Luciferase gene expression following ultrasound-targeted microbubble destruction (UTMD)-mediated gene delivery into the dog livers. (a) Four milligrams of pGL4 plasmid and 1.5–3 ml of Definity MBs were injected via the portal vein (PV) or the segmental PV branch with simultaneous exposure of the target liver lobe to therapeutic US (tUS) (1.1 MHz frequency, 20 cycle pulses, 13.9–50 Hz pulse repetition frequency, and 2.0–3.3 MPa peak negative pressures (PNPs)) for 2–4 minutes using the small diameter transducer (H158) for dog experiments 1–3, or the large diameter transducer (H105) for dog experiments 4–8. A sham-treated dog received an equivalent pGL4/MB dose, but was not exposed to tUS (or 0 MPa PNP tUS exposure). Treated and untreated control lobes were harvested after 24 hours.

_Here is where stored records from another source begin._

/* This file is part of DarkFi (https://dark.fi)
 *
 * Copyright (C) 2020-2025 Dyne.org foundation
 *
 * This program is free software: you can redistribute it and/or modify
 * it under the terms of the GNU Affero General Public License as
 * published by the Free Software Foundation, either version 3 of the
 * License, or (at your option) any later version.
 *
 * This program is distributed in the hope that it will be useful,
 * but WITHOUT ANY WARRANTY; without even the implied warranty of
 * MERCHANTABILITY or FITNESS FOR A PARTICULAR PURPOSE.  See the
 * GNU Affero General Public License for more details.
 *
 * You should have received a copy of the GNU Affero General Public License
 * along with this program.  If not, see <https://www.gnu.org/licenses/>.
 */

/// JSON-RPC primitives
pub mod jsonrpc;

/// Stream framing helpers
pub mod common;

/// Client-side JSON-RPC implementation
pub mod client;
//! Process-wide configuration
//!
//! Built once at startup from the environment and handed to the relay and
//! the inference client. Nothing reads the environment after that.

use std::path::PathBuf;
use std::time::Duration;

/// Upstream used when `HF_SPACE_URL` is not set
pub const DEFAULT_UPSTREAM_URL: &str =
    "https://huggingface.co/spaces/sanaX3065/SmolLM2-360M-Instruct_QA_demo_dataset/api/predict/";

/// Model endpoint the chat front-end talks to when `CHAT_ENDPOINT` is not set
pub const DEFAULT_CHAT_ENDPOINT: &str =
    "https://sanax3065-smollm2-360m-instruct-qa-demo-dataset.hf.space/api/generate";

pub const DEFAULT_LISTEN_PORT: u16 = 3001;

/// Load `.env` from the working directory or one of its parents.
///
/// Variables already set in the process environment win over the file.
/// Returns the file that was read, if one was found.
pub fn load_env_file() -> Option<PathBuf> {
    dotenv::dotenv().ok()
}

/// Relay service configuration
#[derive(Debug, Clone, PartialEq, Eq)]
pub struct RelayConfig {
    pub upstream_url: String,
    /// Bearer credential attached to upstream calls; `None` sends no `Authorization` header
    pub bearer_token: Option<String>,
    pub listen_port: u16,
}

impl RelayConfig {
    pub fn from_env() -> Self {
        Self::from_lookup(|key| std::env::var(key).ok())
    }

    /// Build from an arbitrary key lookup (the environment in production)
    pub fn from_lookup(lookup: impl Fn(&str) -> Option<String>) -> Self {
        let upstream_url = lookup("HF_SPACE_URL")
            .filter(|url| !url.is_empty())
            .unwrap_or_else(|| DEFAULT_UPSTREAM_URL.to_string());

        let bearer_token = lookup("HF_TOKEN").filter(|token| !token.is_empty());

        let listen_port = lookup("PORT")
            .and_then(|p| p.parse().ok())
            .unwrap_or(DEFAULT_LISTEN_PORT);

        Self {
            upstream_url,
            bearer_token,
            listen_port,
        }
    }
}

/// Inference client configuration
#[derive(Debug, Clone, PartialEq, Eq)]
pub struct ClientConfig {
    /// Model endpoint, or the relay's `/predict` route
    pub endpoint: String,
    /// Per-request timeout; `None` lets a stuck upstream keep the turn pending
    pub request_timeout: Option<Duration>,
}

impl ClientConfig {
    pub fn new(endpoint: impl Into<String>) -> Self {
        Self {
            endpoint: endpoint.into(),
            request_timeout: None,
        }
    }

    pub fn from_env() -> Self {
        Self::from_lookup(|key| std::env::var(key).ok())
    }

    pub fn from_lookup(lookup: impl Fn(&str) -> Option<String>) -> Self {
        let endpoint = lookup("CHAT_ENDPOINT")
            .filter(|url| !url.is_empty())
            .unwrap_or_else(|| DEFAULT_CHAT_ENDPOINT.to_string());

        let request_timeout = lookup("CHAT_REQUEST_TIMEOUT_SECS")
            .and_then(|s| s.parse::<u64>().ok())
            .filter(|secs| *secs > 0)
            .map(Duration::from_secs);

        Self {
            endpoint,
            request_timeout,
        }
    }
}
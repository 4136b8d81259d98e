//! Turn state types

use crate::inference::PredictionResult;
use chrono::{DateTime, Utc};

/// Lifecycle of a single turn; only ever moves forward
#[derive(Debug, Clone, Copy, PartialEq, Eq)]
pub enum TurnStatus {
    Idle,
    Pending,
    Succeeded,
    Failed,
}

impl TurnStatus {
    /// Whether `next` is a legal successor of `self`
    pub fn can_advance_to(self, next: TurnStatus) -> bool {
        matches!(
            (self, next),
            (TurnStatus::Idle, TurnStatus::Pending)
                | (TurnStatus::Pending, TurnStatus::Succeeded | TurnStatus::Failed)
        )
    }

    pub fn is_settled(self) -> bool {
        matches!(self, TurnStatus::Succeeded | TurnStatus::Failed)
    }
}

/// One user-submit-to-bot-reply cycle
#[derive(Debug, Clone, PartialEq, Eq)]
pub struct Turn {
    pub id: String,
    pub user_text: String,
    pub status: TurnStatus,
    pub result_text: Option<String>,
    pub error_detail: Option<String>,
    pub submitted_at: DateTime<Utc>,
}

impl Turn {
    pub fn new(id: impl Into<String>, user_text: impl Into<String>, submitted_at: DateTime<Utc>) -> Self {
        Self {
            id: id.into(),
            user_text: user_text.into(),
            status: TurnStatus::Idle,
            result_text: None,
            error_detail: None,
            submitted_at,
        }
    }

    /// Idle -> Pending
    pub(crate) fn begin(mut self) -> Self {
        debug_assert!(self.status.can_advance_to(TurnStatus::Pending));
        self.status = TurnStatus::Pending;
        self
    }

    /// Pending -> Succeeded | Failed
    pub(crate) fn settle(mut self, result: PredictionResult) -> Self {
        let next = match result {
            PredictionResult::Success { text } => {
                self.result_text = Some(text);
                TurnStatus::Succeeded
            }
            PredictionResult::Failure { detail } => {
                self.error_detail = Some(detail);
                TurnStatus::Failed
            }
        };
        debug_assert!(self.status.can_advance_to(next));
        self.status = next;
        self
    }
}

/// Machine state
///
/// `Done` is not represented: a settled turn is handed to the runtime in an
/// effect and the machine is back in `Idle` within the same transition.
#[derive(Debug, Clone, PartialEq, Eq, Default)]
pub enum TurnState {
    /// Ready for input
    #[default]
    Idle,
    /// One request in flight; further submissions are ignored
    Pending { turn: Turn },
}

impl TurnState {
    pub fn is_pending(&self) -> bool {
        matches!(self, TurnState::Pending { .. })
    }

    pub fn pending_turn(&self) -> Option<&Turn> {
        match self {
            TurnState::Pending { turn } => Some(turn),
            TurnState::Idle => None,
        }
    }
}
//! relaychat - conversational front-end for a hosted inference endpoint
//!
//! A relay that forwards prediction requests to the upstream model, a client
//! that talks to it, and a turn state machine that drives a view through
//! one submit-to-reply cycle at a time.

pub mod config;
pub mod inference;
pub mod relay;
pub mod render;
pub mod runtime;
pub mod state_machine;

Each lobe was sectioned, and the representative sections (shown as data points) were processed and assayed for luciferase activity. The average luciferase expression for each treated lobe is shown as horizontal lines, and the error bars indicate SEM (n = 3–15). *P < 0.05, **P < 0.005. (b) The average luciferase expression from each treated dog was normalized to the average luciferase expression of the sham-treated dog to determine the overall gene enhancement using modified surgical techniques and UTMD methods. Data showed stepwise improvement in gene enhancement with each dog experiment as occlusion strategies, proper MB injection site, and better tUS transducers and instrumentation were used. Error bars indicate SEM (n = 3–15). *P < 0.05, **P < 0.005. RLU, relative light unit.